▼

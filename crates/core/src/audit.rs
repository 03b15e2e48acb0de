use chrono::{DateTime, Utc};
use serde::{Deserialize, Serialize};
use uuid::Uuid;

use crate::context::GatewayContext;
use crate::types::{ClientId, ContextId};

/// Token counts reported for an LLM call.
#[derive(Debug, Clone, Copy, Default, Serialize, Deserialize)]
#[cfg_attr(feature = "openapi", derive(utoipa::ToSchema))]
pub struct TokenUsage {
    /// Tokens in the prompt.
    pub prompt: u64,
    /// Tokens in the completion.
    pub completion: u64,
    /// Total tokens billed.
    pub total: u64,
}

/// An immutable audit record of one LLM call reported after the fact.
#[derive(Debug, Clone, Serialize, Deserialize)]
#[cfg_attr(feature = "openapi", derive(utoipa::ToSchema))]
pub struct LlmCallAudit {
    /// Unique audit identifier (UUID v4).
    pub audit_id: String,

    /// The gateway context this call was pre-checked under.
    pub context_id: ContextId,

    /// Client that made the call.
    pub client_id: ClientId,

    /// Provider name (e.g. `"openai"`).
    pub provider: String,

    /// Model name (e.g. `"gpt-4o"`).
    pub model: String,

    /// Reported token counts.
    pub token_usage: TokenUsage,

    /// End-to-end call latency in milliseconds.
    pub latency_ms: u64,

    /// Estimated cost in USD from the pricing table.
    pub estimated_cost_usd: f64,

    /// Caller-supplied metadata.
    #[serde(default)]
    #[cfg_attr(feature = "openapi", schema(value_type = Object))]
    pub metadata: serde_json::Value,

    /// When the audit record was created.
    pub created_at: DateTime<Utc>,
}

impl LlmCallAudit {
    /// Create a new audit record with a fresh UUID and `created_at = now`.
    #[must_use]
    pub fn new(
        context_id: ContextId,
        client_id: ClientId,
        provider: impl Into<String>,
        model: impl Into<String>,
        token_usage: TokenUsage,
    ) -> Self {
        Self {
            audit_id: Uuid::new_v4().to_string(),
            context_id,
            client_id,
            provider: provider.into(),
            model: model.into(),
            token_usage,
            latency_ms: 0,
            estimated_cost_usd: 0.0,
            metadata: serde_json::Value::Null,
            created_at: Utc::now(),
        }
    }
}

/// The typed payload carried by an [`AuditEntry`].
#[derive(Debug, Clone, Serialize, Deserialize)]
#[serde(tag = "type", content = "details", rename_all = "snake_case")]
pub enum AuditEntryKind {
    /// A gateway pre-check context.
    GatewayContext(GatewayContext),
    /// A post-hoc LLM call audit.
    LlmCallAudit(LlmCallAudit),
}

impl AuditEntryKind {
    /// The wire name of this entry kind.
    #[must_use]
    pub fn name(&self) -> &'static str {
        match self {
            Self::GatewayContext(_) => "gateway_context",
            Self::LlmCallAudit(_) => "llm_call_audit",
        }
    }
}

/// One element of the durable audit queue.
///
/// Serializes to a single JSON object so the fallback file can hold one
/// entry per line.
#[derive(Debug, Clone, Serialize, Deserialize)]
pub struct AuditEntry {
    /// The typed record.
    #[serde(flatten)]
    pub kind: AuditEntryKind,

    /// When the entry was accepted by a handler.
    pub timestamp: DateTime<Utc>,

    /// Client the entry belongs to.
    pub client_id: ClientId,
}

impl AuditEntry {
    /// Wrap a gateway context, timestamped now.
    #[must_use]
    pub fn gateway_context(ctx: GatewayContext) -> Self {
        let client_id = ctx.client_id.clone();
        Self {
            kind: AuditEntryKind::GatewayContext(ctx),
            timestamp: Utc::now(),
            client_id,
        }
    }

    /// Wrap an LLM call audit, timestamped now.
    #[must_use]
    pub fn llm_call(audit: LlmCallAudit) -> Self {
        let client_id = audit.client_id.clone();
        Self {
            kind: AuditEntryKind::LlmCallAudit(audit),
            timestamp: Utc::now(),
            client_id,
        }
    }
}

#[cfg(test)]
mod tests {
    use super::*;

    #[test]
    fn entry_kind_wire_names() {
        let ctx = GatewayContext::new(ClientId::new("c1"), chrono::Duration::minutes(5));
        let entry = AuditEntry::gateway_context(ctx);
        assert_eq!(entry.kind.name(), "gateway_context");

        let audit = LlmCallAudit::new(
            ContextId::new("ctx-1"),
            ClientId::new("c1"),
            "openai",
            "gpt-4o",
            TokenUsage::default(),
        );
        let entry = AuditEntry::llm_call(audit);
        assert_eq!(entry.kind.name(), "llm_call_audit");
    }

    #[test]
    fn entry_serializes_with_type_tag() {
        let ctx = GatewayContext::new(ClientId::new("c1"), chrono::Duration::minutes(5));
        let entry = AuditEntry::gateway_context(ctx);
        let value = serde_json::to_value(&entry).unwrap();
        assert_eq!(value["type"], "gateway_context");
        assert!(value["details"].is_object());
        assert_eq!(value["client_id"], "c1");
    }

    #[test]
    fn entry_serde_roundtrip() {
        let audit = LlmCallAudit::new(
            ContextId::new("ctx-1"),
            ClientId::new("c1"),
            "anthropic",
            "claude-sonnet",
            TokenUsage {
                prompt: 100,
                completion: 50,
                total: 150,
            },
        );
        let entry = AuditEntry::llm_call(audit);
        let line = serde_json::to_string(&entry).unwrap();
        assert!(!line.contains('\n'));
        let back: AuditEntry = serde_json::from_str(&line).unwrap();
        match back.kind {
            AuditEntryKind::LlmCallAudit(a) => {
                assert_eq!(a.provider, "anthropic");
                assert_eq!(a.token_usage.total, 150);
            }
            AuditEntryKind::GatewayContext(_) => panic!("wrong kind"),
        }
    }
}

▲

■ ACTIVITY:
Reproduce, word for word and in full, only the lines above that start at the line with "#[serde(default)]" and run through the line with "pub fn name(&self)", both ends included.

■ ANSWER SECTION:
    #[serde(default)]
    #[cfg_attr(feature = "openapi", schema(value_type = Object))]
    pub metadata: serde_json::Value,

    /// When the audit record was created.
    pub created_at: DateTime<Utc>,
}

impl LlmCallAudit {
    /// Create a new audit record with a fresh UUID and `created_at = now`.
    #[must_use]
    pub fn new(
        context_id: ContextId,
        client_id: ClientId,
        provider: impl Into<String>,
        model: impl Into<String>,
        token_usage: TokenUsage,
    ) -> Self {
        Self {
            audit_id: Uuid::new_v4().to_string(),
            context_id,
            client_id,
            provider: provider.into(),
            model: model.into(),
            token_usage,
            latency_ms: 0,
            estimated_cost_usd: 0.0,
            metadata: serde_json::Value::Null,
            created_at: Utc::now(),
        }
    }
}

/// The typed payload carried by an [`AuditEntry`].
#[derive(Debug, Clone, Serialize, Deserialize)]
#[serde(tag = "type", content = "details", rename_all = "snake_case")]
pub enum AuditEntryKind {
    /// A gateway pre-check context.
    GatewayContext(GatewayContext),
    /// A post-hoc LLM call audit.
    LlmCallAudit(LlmCallAudit),
}

impl AuditEntryKind {
    /// The wire name of this entry kind.
    #[must_use]
    pub fn name(&self) -> &'static str {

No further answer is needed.